Parallel und nur teilweise ausgelöst durch diese Vorgänge lief die amtliche Vorbereitung auf den UN-Beitritt an. Als ihr erstes Ergebnis hat Außenminister Scheel in einer Grundsatz-rede über die „Möglichkeiten der Mitarbeit in den Vereinten Nationen" (30. Mai 1973) vor der Deutschen Gesellschaft der Vereinten Nationen die Positionen des Auswärtigen Amtes vorgezeichnet Diese Rede signalisierte das Bewußtsein, daß mit dem UN-Beitritt der Bundesrepublik ein großer Erwartungsdruck in Hinblick auf internationale Initiativen insbesondere in Richtung auf mehr Solidarität unseres reichen Industriestaates mit der Dritten Welt ausgelöst werden könnte, dem rechtzeitig entgegenzuwirken wichtig sei.

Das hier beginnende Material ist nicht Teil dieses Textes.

#![deny(
    unsafe_code,
    missing_docs,
    dead_code,
    unused_results,
    non_snake_case,
    unreachable_pub
)]

//! Pure system that resolves contact between the wizard, enemies, and projectiles.
//!
//! Resolution runs over immutable snapshots captured before any removal takes
//! place, so a projectile that both kills an enemy and meets an enemy
//! projectile in the same frame is reported as spent exactly once.

use std::collections::BTreeSet;

use gremlins_core::{
    CollisionCategory, EnemyId, EnemyView, PixelPoint, ProjectileId, ProjectileSnapshot,
    ProjectileView,
};

/// What caused the wizard to lose a life.
#[derive(Clone, Copy, Debug, PartialEq, Eq)]
pub enum PlayerHit {
    /// The wizard touched an enemy.
    Body(EnemyId),
    /// An enemy projectile reached the wizard.
    Projectile(ProjectileId),
}

/// Outcome of a single resolution pass.
#[derive(Clone, Debug, Default, PartialEq, Eq)]
pub struct Resolution {
    /// Set when the wizard was hit; no other outcome is reported in that case.
    pub player_hit: Option<PlayerHit>,
    /// Enemies killed by player projectiles, in identifier order.
    pub dead_enemies: Vec<EnemyId>,
    /// Projectiles to remove, in identifier order.
    pub spent_projectiles: Vec<ProjectileId>,
}

/// Collision system that reuses its scratch sets between frames.
#[derive(Debug, Default)]
pub struct Collisions {
    dead: BTreeSet<EnemyId>,
    spent: BTreeSet<ProjectileId>,
}

impl Collisions {
    /// Creates a new collision system with empty scratch buffers.
    #[must_use]
    pub fn new() -> Self {
        Self::default()
    }

    /// Resolves every contact for the current frame.
    ///
    /// A hit on the wizard ends resolution immediately, since the level is
    /// reloaded and all other outcomes become moot.
    pub fn resolve(
        &mut self,
        player: PixelPoint,
        enemies: &EnemyView,
        projectiles: &ProjectileView,
    ) -> Resolution {
        if let Some(enemy) = enemies.iter().find(|enemy| enemy.position.overlaps(player)) {
            return Resolution::hit(PlayerHit::Body(enemy.id));
        }

        if let Some(projectile) = projectiles
            .iter()
            .filter(|projectile| is_hostile(projectile))
            .find(|projectile| projectile.position.overlaps(player))
        {
            return Resolution::hit(PlayerHit::Projectile(projectile.id));
        }

        self.dead.clear();
        self.spent.clear();

        for shot in projectiles.iter().filter(|projectile| !is_hostile(projectile)) {
            for enemy in enemies.iter() {
                if shot.position.overlaps(enemy.position) {
                    let _ = self.dead.insert(enemy.id);
                    let _ = self.spent.insert(shot.id);
                }
            }

            for other in projectiles.iter().filter(|projectile| is_hostile(projectile)) {
                if shot.position.overlaps(other.position) {
                    let _ = self.spent.insert(shot.id);
                    let _ = self.spent.insert(other.id);
                }
            }
        }

        Resolution {
            player_hit: None,
            dead_enemies: self.dead.iter().copied().collect(),
            spent_projectiles: self.spent.iter().copied().collect(),
        }
    }
}

impl Resolution {
    fn hit(cause: PlayerHit) -> Self {
        Self {
            player_hit: Some(cause),
            ..Self::default()
        }
    }
}

fn is_hostile(projectile: &ProjectileSnapshot) -> bool {
    projectile.kind.category() == CollisionCategory::Enemy
}

#[cfg(test)]
mod tests {
    use super::*;
    use gremlins_core::{Direction, EnemyKind, EnemySnapshot, ProjectileKind};

    const PLAYER: PixelPoint = PixelPoint::new(20, 20);

    #[test]
    fn enemy_body_costs_a_life() {
        let mut system = Collisions::new();
        let enemies = EnemyView::from_snapshots(vec![enemy(4, 30, 25)]);

        let resolution = system.resolve(PLAYER, &enemies, &ProjectileView::default());

        assert_eq!(
            resolution.player_hit,
            Some(PlayerHit::Body(EnemyId::new(4)))
        );
        assert!(resolution.spent_projectiles.is_empty());
    }

    #[test]
    fn enemy_projectile_costs_a_life() {
        let mut system = Collisions::new();
        let projectiles = ProjectileView::from_snapshots(vec![
            projectile(1, ProjectileKind::Fireball, 20, 25),
            projectile(2, ProjectileKind::Slimeball, 25, 20),
        ]);

        let resolution = system.resolve(PLAYER, &EnemyView::default(), &projectiles);

        assert_eq!(
            resolution.player_hit,
            Some(PlayerHit::Projectile(ProjectileId::new(2)))
        );
    }

    #[test]
    fn player_projectile_kills_every_enemy_it_touches() {
        let mut system = Collisions::new();
        let enemies = EnemyView::from_snapshots(vec![
            enemy(3, 200, 200),
            enemy(1, 210, 190),
            enemy(2, 400, 400),
        ]);
        let projectiles =
            ProjectileView::from_snapshots(vec![projectile(9, ProjectileKind::Fireball, 200, 200)]);

        let resolution = system.resolve(PLAYER, &enemies, &projectiles);

        assert_eq!(resolution.player_hit, None);
        assert_eq!(
            resolution.dead_enemies,
            vec![EnemyId::new(1), EnemyId::new(3)]
        );
        assert_eq!(resolution.spent_projectiles, vec![ProjectileId::new(9)]);
    }

    #[test]
    fn opposing_projectiles_destroy_each_other() {
        let mut system = Collisions::new();
        let projectiles = ProjectileView::from_snapshots(vec![
            projectile(1, ProjectileKind::Hydroball, 100, 100),
            projectile(2, ProjectileKind::Furyball, 110, 100),
        ]);

        let resolution = system.resolve(PLAYER, &EnemyView::default(), &projectiles);

        assert_eq!(
            resolution.spent_projectiles,
            vec![ProjectileId::new(1), ProjectileId::new(2)]
        );
    }

    #[test]
    fn same_side_projectiles_pass_through_each_other() {
        let mut system = Collisions::new();
        let projectiles = ProjectileView::from_snapshots(vec![
            projectile(1, ProjectileKind::Fireball, 100, 100),
            projectile(2, ProjectileKind::Thunderball, 100, 100),
            projectile(3, ProjectileKind::Slimeball, 300, 100),
            projectile(4, ProjectileKind::Ghostball, 300, 100),
        ]);

        let resolution = system.resolve(PLAYER, &EnemyView::default(), &projectiles);

        assert_eq!(resolution, Resolution::default());
    }

    #[test]
    fn projectile_spent_twice_is_reported_once() {
        let mut system = Collisions::new();
        let enemies = EnemyView::from_snapshots(vec![enemy(1, 100, 100)]);
        let projectiles = ProjectileView::from_snapshots(vec![
            projectile(5, ProjectileKind::Fireball, 100, 100),
            projectile(6, ProjectileKind::Slimeball, 100, 110),
        ]);

        let resolution = system.resolve(PLAYER, &enemies, &projectiles);

        assert_eq!(resolution.dead_enemies, vec![EnemyId::new(1)]);
        assert_eq!(
            resolution.spent_projectiles,
            vec![ProjectileId::new(5), ProjectileId::new(6)]
        );
    }

    #[test]
    fn scratch_state_does_not_leak_between_frames() {
        let mut system = Collisions::new();
        let enemies = EnemyView::from_snapshots(vec![enemy(1, 100, 100)]);
        let projectiles =
            ProjectileView::from_snapshots(vec![projectile(5, ProjectileKind::Fireball, 100, 100)]);
        let _ = system.resolve(PLAYER, &enemies, &projectiles);

        let resolution = system.resolve(PLAYER, &enemies, &ProjectileView::default());

        assert_eq!(resolution, Resolution::default());
    }

    fn enemy(id: u32, x: i32, y: i32) -> EnemySnapshot {
        EnemySnapshot {
            id: EnemyId::new(id),
            kind: EnemyKind::Gremlin,
            position: PixelPoint::new(x, y),
            facing: Some(Direction::East),
        }
    }

    fn projectile(id: u32, kind: ProjectileKind, x: i32, y: i32) -> ProjectileSnapshot {
        ProjectileSnapshot {
            id: ProjectileId::new(id),
            kind,
            position: PixelPoint::new(x, y),
            facing: Direction::East,
        }
    }
}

Scheel geht davon aus, daß kein Zwang zur Neuorientierung der deutschen Außenpolitik in Hinblick auf die 2/3 Mehrheit des Südens in den UN bestehe und begründet dies mit zwei Überlegungen: Er warnt einmal vor einer Überschätzung der UN. Die UN habe als politisches Organ zur Regelung der eigentlichen politischen Konflikte weniger Kraft aufgebracht, als in der Gründungsphase erhofft worden sei. Alle wesentlichen militärischen und sicherheitspolitischen Entwicklungen seien an den UN vorbeigegangen: der Vietnamkrieg, der Nahostkonflikt, der Dialog der Weltmächte über die strategischen Waffen, die deutsche Ostpolitik und die europäische Sicherheitskonferenz. Das ist zweifellos richtig; daraus darf allerdings nicht die Folgerung gezogen werden, daß Vollversammlung und Sicherheitsrat wegen ihres geringen Durchsetzungsvermögens für das politische Generalklima in der Welt relativ unbedeutend sind.

Die zweite Überlegung ging von der Tatsache aus, daß die Bundesrepublik schon in den an Stelle des Sicherheitsrates und der Vollversammlung immer wichtiger werdenden Unter-organisationen vertreten sei, also jenen Organisationen, die im wesentlichen der Milderung des Nord-Südkonfliktes dienen. Die Bundesrepublik sei in den UN also „kein unbeschriebenes Blatt" mehr. Insofern sei der bundesdeutsche UN-Beitritt keine besonders einschneidende Zäsur.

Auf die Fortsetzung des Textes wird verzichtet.